There were no injuries.
Sprinkler controls department store fire
PENNSYLVANIA — A single sprinkler operated to control a fire in the stock room of a large department store that was about to open for business, containing it until firefighters could extinguish it. The three-story, steel-frame building, which had concrete block and brick walls, had a wet-pipe sprinkler system and smoke detectors monitored by an alarm company.
The alarm company alerted the fire department to the sprinkler system’s water flow alarm at 8:36 a.m. Responding firefighters saw no fire or smoke until they entered the building, where they encountered smoke near a first-floor bathroom and heavy smoke in an adjacent stock room. By then, the fire was out, and firefighters finished ventilation in roughly an hour.
Investigators determined that the fire started when a foam bed pad wrapped in plastic and placed on a shelf next to a radiant ceiling heater ignited when a drop in temperature caused the heater to operate. Melting plastic and foam flowed onto products below the shelf until the sprinkler operated and extinguished the fire. The store was allowed to open about an hour after the fire, although the affected area remained off limits.
The building, valued at $12 million, sustained structural losses of $10,000. Its contents, valued at nearly $30 million, sustained $300,000 worth of damage. One firefighter suffered a minor eye injury during the operation.
Welding starts fire in mall
UTAH — Two sprinklers operated and controlled a fire that began when welders installing a decorative tree at a mall that was closed for the night ignited the tree’s foam material. The two-level mall, which had 50-foot (15-meter) ceilings, was equipped with a wet-pipe sprinkler system.
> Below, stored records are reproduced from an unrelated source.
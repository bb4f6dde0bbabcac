//! Sensor reading - the four-element feature vector fed to the model
//!
//! Feature order is fixed: the model was fitted on
//! `[temperature, exhaust_vacuum, ambient_pressure, relative_humidity]`.

use serde::{Deserialize, Serialize};
use validator::Validate;

/// Number of model input features
pub const FEATURE_COUNT: usize = 4;

// ============================================================================
// FEATURE LAYOUT
// ============================================================================

/// Static description of one input widget
#[derive(Debug, Clone, Copy)]
pub struct FeatureSpec {
    /// Form field name
    pub key: &'static str,
    pub label: &'static str,
    /// Short symbol used in the instruction list
    pub symbol: &'static str,
    pub icon: &'static str,
    pub unit: &'static str,
    pub min: f64,
    pub max: f64,
    pub default: f64,
    pub description: &'static str,
}

impl FeatureSpec {
    /// Widget label, e.g. `🌡️ Temperature (°C)`
    pub fn widget_label(&self) -> String {
        format!("{} {} ({})", self.icon, self.label, self.unit)
    }
}

/// Input layout in model order
pub const FEATURE_LAYOUT: [FeatureSpec; FEATURE_COUNT] = [
    FeatureSpec {
        key: "temperature",
        label: "Temperature",
        symbol: "T",
        icon: "🌡️",
        unit: "°C",
        min: -50.0,
        max: 100.0,
        default: 25.0,
        description: "Impact of environmental temperature on energy production.",
    },
    FeatureSpec {
        key: "exhaust_vacuum",
        label: "Exhaust Vacuum",
        symbol: "V",
        icon: "🌀",
        unit: "cm Hg",
        min: 0.0,
        max: 100.0,
        default: 50.0,
        description: "Effect of exhaust vacuum on the system.",
    },
    FeatureSpec {
        key: "ambient_pressure",
        label: "Ambient Pressure",
        symbol: "AP",
        icon: "🌬️",
        unit: "mbar",
        min: 0.0,
        max: 1100.0,
        default: 1013.0,
        description: "Ambient pressure's role in energy production.",
    },
    FeatureSpec {
        key: "relative_humidity",
        label: "Relative Humidity",
        symbol: "RH",
        icon: "💧",
        unit: "%",
        min: 0.0,
        max: 100.0,
        default: 50.0,
        description: "Influence of humidity levels on efficiency.",
    },
];

// ============================================================================
// READING
// ============================================================================

/// One set of user-entered sensor values.
///
/// Range attributes mirror `FEATURE_LAYOUT`; `check()` enforces both.
#[derive(Debug, Clone, Copy, PartialEq, Serialize, Deserialize, Validate)]
pub struct SensorReading {
    #[validate(range(min = -50.0, max = 100.0))]
    pub temperature: f64,

    #[validate(range(min = 0.0, max = 100.0))]
    pub exhaust_vacuum: f64,

    #[validate(range(min = 0.0, max = 1100.0))]
    pub ambient_pressure: f64,

    #[validate(range(min = 0.0, max = 100.0))]
    pub relative_humidity: f64,
}

/// A reading value outside its widget bounds
#[derive(Debug, Clone, PartialEq)]
pub struct OutOfRange {
    pub field: &'static str,
    pub value: f64,
    pub min: f64,
    pub max: f64,
}

impl std::fmt::Display for OutOfRange {
    fn fmt(&self, f: &mut std::fmt::Formatter<'_>) -> std::fmt::Result {
        write!(
            f,
            "{} must be between {} and {} (got {})",
            self.field, self.min, self.max, self.value
        )
    }
}

impl SensorReading {
    pub fn new(
        temperature: f64,
        exhaust_vacuum: f64,
        ambient_pressure: f64,
        relative_humidity: f64,
    ) -> Self {
        Self {
            temperature,
            exhaust_vacuum,
            ambient_pressure,
            relative_humidity,
        }
    }

    /// Feature vector in model order
    pub fn to_features(&self) -> [f64; FEATURE_COUNT] {
        [
            self.temperature,
            self.exhaust_vacuum,
            self.ambient_pressure,
            self.relative_humidity,
        ]
    }

    /// Reject non-finite values and anything outside the widget bounds.
    ///
    /// Reports the first offending field in layout order.
    pub fn check(&self) -> Result<(), OutOfRange> {
        // NaN compares false against both bounds, so the range attributes let it through
        let non_finite = FEATURE_LAYOUT
            .iter()
            .zip(self.to_features())
            .find(|(_, value)| !value.is_finite())
            .map(|(spec, _)| spec.key);

        let invalid = non_finite.or_else(|| {
            let errors = self.validate().err()?;
            let fields = errors.field_errors();
            FEATURE_LAYOUT
                .iter()
                .map(|spec| spec.key)
                .find(|key| fields.keys().any(|name| *name == *key))
        });

        match invalid {
            None => Ok(()),
            Some(key) => Err(self.out_of_range(key)),
        }
    }

    fn out_of_range(&self, key: &'static str) -> OutOfRange {
        let spec = FEATURE_LAYOUT
            .iter()
            .find(|s| s.key == key)
            .copied()
            .unwrap_or(FEATURE_LAYOUT[0]);
        OutOfRange {
            field: spec.key,
            value: self.value_of(key).unwrap_or(f64::NAN),
            min: spec.min,
            max: spec.max,
        }
    }

    /// Value by form field name
    pub fn value_of(&self, key: &str) -> Option<f64> {
        FEATURE_LAYOUT
            .iter()
            .position(|s| s.key == key)
            .map(|i| self.to_features()[i])
    }
}

impl Default for SensorReading {
    fn default() -> Self {
        Self::new(
            FEATURE_LAYOUT[0].default,
            FEATURE_LAYOUT[1].default,
            FEATURE_LAYOUT[2].default,
            FEATURE_LAYOUT[3].default,
        )
    }
}

impl From<[f64; FEATURE_COUNT]> for SensorReading {
    fn from(values: [f64; FEATURE_COUNT]) -> Self {
        Self::new(values[0], values[1], values[2], values[3])
    }
}

#[cfg(test)]
mod tests {
    use super::*;

    #[test]
    fn test_default_reading() {
        let reading = SensorReading::default();
        assert_eq!(reading.to_features(), [25.0, 50.0, 1013.0, 50.0]);
        assert!(reading.check().is_ok());
    }

    #[test]
    fn test_feature_order() {
        let reading = SensorReading::new(1.0, 2.0, 3.0, 4.0);
        assert_eq!(reading.to_features(), [1.0, 2.0, 3.0, 4.0]);
        assert_eq!(reading.value_of("ambient_pressure"), Some(3.0));
        assert_eq!(reading.value_of("wind_speed"), None);
    }

    #[test]
    fn test_bounds_are_inclusive() {
        let low = SensorReading::from(FEATURE_LAYOUT.map(|s| s.min));
        let high = SensorReading::from(FEATURE_LAYOUT.map(|s| s.max));
        assert!(low.check().is_ok());
        assert!(high.check().is_ok());
    }

    #[test]
    fn test_each_field_rejects_out_of_range() {
        for (i, spec) in FEATURE_LAYOUT.iter().enumerate() {
            let mut values = SensorReading::default().to_features();

            values[i] = spec.max + 0.01;
            let err = SensorReading::from(values).check().unwrap_err();
            assert_eq!(err.field, spec.key);

            values[i] = spec.min - 0.01;
            let err = SensorReading::from(values).check().unwrap_err();
            assert_eq!(err.field, spec.key);
        }
    }

    #[test]
    fn test_rejects_non_finite() {
        let mut reading = SensorReading::default();
        reading.relative_humidity = f64::NAN;
        assert_eq!(reading.check().unwrap_err().field, "relative_humidity");

        reading.relative_humidity = 50.0;
        reading.temperature = f64::INFINITY;
        assert_eq!(reading.check().unwrap_err().field, "temperature");
    }

    #[test]
    fn test_validator_attributes_match_layout() {
        // The derive and the layout table must agree on every bound
        for (i, spec) in FEATURE_LAYOUT.iter().enumerate() {
            let mut values = SensorReading::default().to_features();
            values[i] = spec.max;
            assert!(SensorReading::from(values).validate().is_ok());
            values[i] = spec.max + 1.0;
            assert!(SensorReading::from(values).validate().is_err());
            values[i] = spec.min;
            assert!(SensorReading::from(values).validate().is_ok());
            values[i] = spec.min - 1.0;
            assert!(SensorReading::from(values).validate().is_err());
        }
    }

    #[test]
    fn test_out_of_range_message() {
        let mut reading = SensorReading::default();
        reading.ambient_pressure = 1200.0;
        let err = reading.check().unwrap_err();
        assert_eq!(
            err.to_string(),
            "ambient_pressure must be between 0 and 1100 (got 1200)"
        );
    }

    #[test]
    fn test_widget_label() {
        assert_eq!(FEATURE_LAYOUT[1].widget_label(), "🌀 Exhaust Vacuum (cm Hg)");
    }
}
The fire department received the alarm at 10:59 p.m., and firefighters arrived within three minutes to find smoke coming from the roof of the mall and filling the interior. Advancing a hose line into the building, they found that the smoke had banked down from the ceiling to just 4 feet (1 meter) from the floor, substantially limiting their visibility.
When they finally found the seat of the fire, firefighters used a hose line to complete extinguishment. After the fire was out, however, they noticed that smoke was being generated elsewhere, although the smoke and the height of the ceiling made it difficult to determine whether fire had impinged on the ceiling. Horizontal ventilation improved the situation only slightly because of the building’s large size.
As additional crews placed protective hose lines to limit possible fire spread, other crews controlled the mall’s HVAC units to exhaust the smoke from the building.
Construction workers reported that the fire started when their welding torch came too close to the spray foam on the tree and that they tried unsuccessfully to control the blaze with portable fire extinguishers.
Structural damage to the building was estimated at $25,000, while smoke damage was estimated at $1,175,000.